From the data below, retype exactly the lines starting with the one that contains "let iz = (z / self.dz_sub) as usize;" and ending with the one that contains "pub fn max_value(&self)", both included.

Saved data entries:

•••

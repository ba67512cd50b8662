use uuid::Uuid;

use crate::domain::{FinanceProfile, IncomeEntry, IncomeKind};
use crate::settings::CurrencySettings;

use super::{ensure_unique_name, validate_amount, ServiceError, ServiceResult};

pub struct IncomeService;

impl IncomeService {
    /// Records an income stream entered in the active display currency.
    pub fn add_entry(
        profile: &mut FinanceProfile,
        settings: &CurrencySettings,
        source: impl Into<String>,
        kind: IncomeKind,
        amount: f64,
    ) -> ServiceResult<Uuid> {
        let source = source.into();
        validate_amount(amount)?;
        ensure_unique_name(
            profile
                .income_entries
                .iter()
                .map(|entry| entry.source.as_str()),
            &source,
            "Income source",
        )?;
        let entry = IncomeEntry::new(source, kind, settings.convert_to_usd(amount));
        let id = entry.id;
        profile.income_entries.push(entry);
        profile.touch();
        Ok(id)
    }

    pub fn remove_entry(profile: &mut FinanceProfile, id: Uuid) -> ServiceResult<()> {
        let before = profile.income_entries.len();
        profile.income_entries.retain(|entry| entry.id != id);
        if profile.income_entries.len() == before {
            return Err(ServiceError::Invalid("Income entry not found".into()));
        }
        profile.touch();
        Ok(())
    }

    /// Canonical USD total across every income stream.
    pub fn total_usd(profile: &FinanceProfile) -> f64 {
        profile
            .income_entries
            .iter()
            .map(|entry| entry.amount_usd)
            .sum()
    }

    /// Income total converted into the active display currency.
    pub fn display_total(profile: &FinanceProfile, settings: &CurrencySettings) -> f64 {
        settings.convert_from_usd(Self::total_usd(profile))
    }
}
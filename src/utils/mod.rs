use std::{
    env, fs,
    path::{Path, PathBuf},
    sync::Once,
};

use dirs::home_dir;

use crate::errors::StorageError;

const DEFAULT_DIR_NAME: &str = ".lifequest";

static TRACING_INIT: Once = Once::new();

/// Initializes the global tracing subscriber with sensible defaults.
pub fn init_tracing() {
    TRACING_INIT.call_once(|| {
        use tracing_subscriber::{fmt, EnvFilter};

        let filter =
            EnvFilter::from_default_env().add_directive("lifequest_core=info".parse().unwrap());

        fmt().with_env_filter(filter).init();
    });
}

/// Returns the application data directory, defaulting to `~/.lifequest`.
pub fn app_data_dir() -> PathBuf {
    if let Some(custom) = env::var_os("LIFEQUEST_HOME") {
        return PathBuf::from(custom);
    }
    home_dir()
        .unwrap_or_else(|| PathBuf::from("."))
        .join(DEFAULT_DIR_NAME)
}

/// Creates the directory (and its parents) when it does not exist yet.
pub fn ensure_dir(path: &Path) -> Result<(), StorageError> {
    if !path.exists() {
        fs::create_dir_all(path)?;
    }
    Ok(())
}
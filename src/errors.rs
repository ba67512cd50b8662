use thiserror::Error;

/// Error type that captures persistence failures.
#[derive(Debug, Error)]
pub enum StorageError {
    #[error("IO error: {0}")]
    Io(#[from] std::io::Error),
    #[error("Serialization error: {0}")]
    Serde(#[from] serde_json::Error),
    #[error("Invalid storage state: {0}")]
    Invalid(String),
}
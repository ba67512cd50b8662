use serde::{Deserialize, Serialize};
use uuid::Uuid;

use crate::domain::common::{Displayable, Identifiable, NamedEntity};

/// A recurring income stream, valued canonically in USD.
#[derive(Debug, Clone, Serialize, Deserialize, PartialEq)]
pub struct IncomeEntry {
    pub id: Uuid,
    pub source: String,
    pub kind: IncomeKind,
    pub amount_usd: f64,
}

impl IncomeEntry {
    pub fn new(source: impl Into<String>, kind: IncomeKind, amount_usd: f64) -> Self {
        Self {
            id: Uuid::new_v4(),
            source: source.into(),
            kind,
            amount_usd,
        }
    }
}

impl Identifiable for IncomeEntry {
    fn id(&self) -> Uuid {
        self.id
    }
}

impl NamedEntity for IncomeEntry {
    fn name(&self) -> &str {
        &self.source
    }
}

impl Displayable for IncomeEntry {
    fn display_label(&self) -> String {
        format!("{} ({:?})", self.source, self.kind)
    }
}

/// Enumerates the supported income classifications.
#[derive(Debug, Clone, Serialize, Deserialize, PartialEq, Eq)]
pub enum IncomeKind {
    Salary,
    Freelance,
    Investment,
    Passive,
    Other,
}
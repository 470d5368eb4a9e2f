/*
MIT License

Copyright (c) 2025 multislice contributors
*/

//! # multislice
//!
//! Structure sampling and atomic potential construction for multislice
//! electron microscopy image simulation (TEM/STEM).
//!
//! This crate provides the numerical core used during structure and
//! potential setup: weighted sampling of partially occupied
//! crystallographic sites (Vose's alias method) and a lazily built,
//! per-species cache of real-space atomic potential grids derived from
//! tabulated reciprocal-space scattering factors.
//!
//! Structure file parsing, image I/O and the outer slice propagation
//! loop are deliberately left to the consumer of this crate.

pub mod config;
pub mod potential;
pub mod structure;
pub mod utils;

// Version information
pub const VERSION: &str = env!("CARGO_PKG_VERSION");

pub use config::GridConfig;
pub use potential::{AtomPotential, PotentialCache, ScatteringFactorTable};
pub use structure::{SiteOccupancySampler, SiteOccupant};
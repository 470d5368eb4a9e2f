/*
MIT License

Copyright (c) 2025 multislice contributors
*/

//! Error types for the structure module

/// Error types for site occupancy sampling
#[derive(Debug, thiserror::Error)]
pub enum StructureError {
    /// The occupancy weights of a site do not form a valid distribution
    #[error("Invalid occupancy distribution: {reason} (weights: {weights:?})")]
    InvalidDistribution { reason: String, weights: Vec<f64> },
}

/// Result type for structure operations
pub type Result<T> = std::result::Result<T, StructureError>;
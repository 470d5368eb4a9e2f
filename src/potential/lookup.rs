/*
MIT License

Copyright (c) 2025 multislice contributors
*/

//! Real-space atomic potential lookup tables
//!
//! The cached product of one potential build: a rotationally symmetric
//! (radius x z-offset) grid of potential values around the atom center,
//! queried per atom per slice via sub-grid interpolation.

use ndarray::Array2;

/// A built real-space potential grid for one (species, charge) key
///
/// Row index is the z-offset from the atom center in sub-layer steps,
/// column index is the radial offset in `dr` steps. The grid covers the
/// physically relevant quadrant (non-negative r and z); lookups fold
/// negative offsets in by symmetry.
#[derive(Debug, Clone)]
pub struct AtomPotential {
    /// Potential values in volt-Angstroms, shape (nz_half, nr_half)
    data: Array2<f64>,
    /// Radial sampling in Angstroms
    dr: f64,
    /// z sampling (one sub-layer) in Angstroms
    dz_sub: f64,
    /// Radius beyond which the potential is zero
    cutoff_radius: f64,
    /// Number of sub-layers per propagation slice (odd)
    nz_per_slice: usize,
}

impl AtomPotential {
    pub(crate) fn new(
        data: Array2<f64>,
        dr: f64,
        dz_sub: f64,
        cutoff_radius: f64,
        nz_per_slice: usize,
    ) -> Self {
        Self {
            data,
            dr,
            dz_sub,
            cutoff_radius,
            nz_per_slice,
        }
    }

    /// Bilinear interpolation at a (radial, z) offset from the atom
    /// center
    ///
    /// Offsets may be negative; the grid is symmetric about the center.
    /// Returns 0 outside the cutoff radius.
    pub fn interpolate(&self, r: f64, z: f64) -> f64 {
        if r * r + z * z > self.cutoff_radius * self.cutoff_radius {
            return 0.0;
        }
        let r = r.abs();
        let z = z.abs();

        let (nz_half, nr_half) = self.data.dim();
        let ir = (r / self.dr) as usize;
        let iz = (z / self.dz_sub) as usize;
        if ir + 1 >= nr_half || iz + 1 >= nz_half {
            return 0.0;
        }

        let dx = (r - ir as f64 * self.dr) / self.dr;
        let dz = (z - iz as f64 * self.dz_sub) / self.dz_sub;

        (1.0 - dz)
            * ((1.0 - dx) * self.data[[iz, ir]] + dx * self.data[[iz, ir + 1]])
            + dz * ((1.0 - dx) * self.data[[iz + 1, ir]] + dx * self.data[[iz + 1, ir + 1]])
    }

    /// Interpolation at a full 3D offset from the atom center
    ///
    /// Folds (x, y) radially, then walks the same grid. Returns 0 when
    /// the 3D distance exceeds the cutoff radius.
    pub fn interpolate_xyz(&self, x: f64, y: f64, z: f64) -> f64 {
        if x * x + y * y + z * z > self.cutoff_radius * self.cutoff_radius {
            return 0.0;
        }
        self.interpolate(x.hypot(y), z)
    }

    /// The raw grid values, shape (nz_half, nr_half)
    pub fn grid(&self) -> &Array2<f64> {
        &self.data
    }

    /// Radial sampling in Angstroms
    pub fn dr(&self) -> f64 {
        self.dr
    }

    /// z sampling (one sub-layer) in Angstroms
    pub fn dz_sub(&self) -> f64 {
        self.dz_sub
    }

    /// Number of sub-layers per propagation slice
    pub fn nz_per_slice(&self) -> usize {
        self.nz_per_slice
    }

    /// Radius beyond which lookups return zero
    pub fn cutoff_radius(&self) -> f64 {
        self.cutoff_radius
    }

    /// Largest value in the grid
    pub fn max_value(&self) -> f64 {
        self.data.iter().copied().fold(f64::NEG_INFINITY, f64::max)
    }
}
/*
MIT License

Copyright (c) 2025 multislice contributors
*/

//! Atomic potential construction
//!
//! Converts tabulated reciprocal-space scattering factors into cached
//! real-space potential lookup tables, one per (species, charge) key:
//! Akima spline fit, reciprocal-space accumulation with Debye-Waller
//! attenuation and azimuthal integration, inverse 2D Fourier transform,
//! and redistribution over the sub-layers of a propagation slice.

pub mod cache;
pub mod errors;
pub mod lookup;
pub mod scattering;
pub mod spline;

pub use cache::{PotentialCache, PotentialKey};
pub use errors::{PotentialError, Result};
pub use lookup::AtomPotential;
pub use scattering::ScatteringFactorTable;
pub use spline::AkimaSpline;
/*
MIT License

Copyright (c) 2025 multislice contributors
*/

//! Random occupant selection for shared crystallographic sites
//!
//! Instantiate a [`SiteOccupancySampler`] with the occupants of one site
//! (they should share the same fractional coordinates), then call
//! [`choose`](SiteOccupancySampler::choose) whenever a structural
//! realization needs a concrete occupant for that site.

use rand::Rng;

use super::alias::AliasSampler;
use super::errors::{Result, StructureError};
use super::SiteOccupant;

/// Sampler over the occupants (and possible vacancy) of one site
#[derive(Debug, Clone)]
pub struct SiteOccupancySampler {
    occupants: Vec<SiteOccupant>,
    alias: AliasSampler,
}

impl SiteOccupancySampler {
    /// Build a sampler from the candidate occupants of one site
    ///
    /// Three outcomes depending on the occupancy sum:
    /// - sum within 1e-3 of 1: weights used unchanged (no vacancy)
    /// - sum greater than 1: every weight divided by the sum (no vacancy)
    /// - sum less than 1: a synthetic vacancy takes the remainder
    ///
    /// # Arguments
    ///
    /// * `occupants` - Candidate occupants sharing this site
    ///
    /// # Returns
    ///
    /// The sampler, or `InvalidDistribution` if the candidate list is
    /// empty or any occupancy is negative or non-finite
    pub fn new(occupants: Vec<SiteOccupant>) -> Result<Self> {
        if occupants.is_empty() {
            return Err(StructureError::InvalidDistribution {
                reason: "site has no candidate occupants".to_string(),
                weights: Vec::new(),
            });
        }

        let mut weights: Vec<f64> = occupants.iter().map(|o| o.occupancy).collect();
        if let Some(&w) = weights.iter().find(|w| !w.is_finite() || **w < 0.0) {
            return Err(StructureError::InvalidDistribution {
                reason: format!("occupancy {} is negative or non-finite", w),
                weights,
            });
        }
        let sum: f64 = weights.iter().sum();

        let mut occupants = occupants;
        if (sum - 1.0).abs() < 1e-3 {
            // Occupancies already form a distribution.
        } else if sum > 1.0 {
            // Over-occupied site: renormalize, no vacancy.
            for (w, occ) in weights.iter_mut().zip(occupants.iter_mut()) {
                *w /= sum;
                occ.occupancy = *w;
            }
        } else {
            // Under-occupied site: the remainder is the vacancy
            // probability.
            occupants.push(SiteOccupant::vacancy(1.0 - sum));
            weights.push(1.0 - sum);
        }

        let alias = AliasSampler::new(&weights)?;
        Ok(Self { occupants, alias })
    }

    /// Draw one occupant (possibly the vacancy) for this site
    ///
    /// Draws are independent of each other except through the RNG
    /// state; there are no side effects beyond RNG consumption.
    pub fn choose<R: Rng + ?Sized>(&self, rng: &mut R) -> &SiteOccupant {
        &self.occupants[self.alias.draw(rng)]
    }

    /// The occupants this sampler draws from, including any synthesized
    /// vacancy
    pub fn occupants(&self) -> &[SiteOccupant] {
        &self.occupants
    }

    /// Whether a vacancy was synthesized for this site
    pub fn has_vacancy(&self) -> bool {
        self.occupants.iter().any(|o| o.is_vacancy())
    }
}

•••

Exercise response:
        let iz = (z / self.dz_sub) as usize;
        if ir + 1 >= nr_half || iz + 1 >= nz_half {
            return 0.0;
        }

        let dx = (r - ir as f64 * self.dr) / self.dr;
        let dz = (z - iz as f64 * self.dz_sub) / self.dz_sub;

        (1.0 - dz)
            * ((1.0 - dx) * self.data[[iz, ir]] + dx * self.data[[iz, ir + 1]])
            + dz * ((1.0 - dx) * self.data[[iz + 1, ir]] + dx * self.data[[iz + 1, ir + 1]])
    }

    /// Interpolation at a full 3D offset from the atom center
    ///
    /// Folds (x, y) radially, then walks the same grid. Returns 0 when
    /// the 3D distance exceeds the cutoff radius.
    pub fn interpolate_xyz(&self, x: f64, y: f64, z: f64) -> f64 {
        if x * x + y * y + z * z > self.cutoff_radius * self.cutoff_radius {
            return 0.0;
        }
        self.interpolate(x.hypot(y), z)
    }

    /// The raw grid values, shape (nz_half, nr_half)
    pub fn grid(&self) -> &Array2<f64> {
        &self.data
    }

    /// Radial sampling in Angstroms
    pub fn dr(&self) -> f64 {
        self.dr
    }

    /// z sampling (one sub-layer) in Angstroms
    pub fn dz_sub(&self) -> f64 {
        self.dz_sub
    }

    /// Number of sub-layers per propagation slice
    pub fn nz_per_slice(&self) -> usize {
        self.nz_per_slice
    }

    /// Radius beyond which lookups return zero
    pub fn cutoff_radius(&self) -> f64 {
        self.cutoff_radius
    }

    /// Largest value in the grid
    pub fn max_value(&self) -> f64 {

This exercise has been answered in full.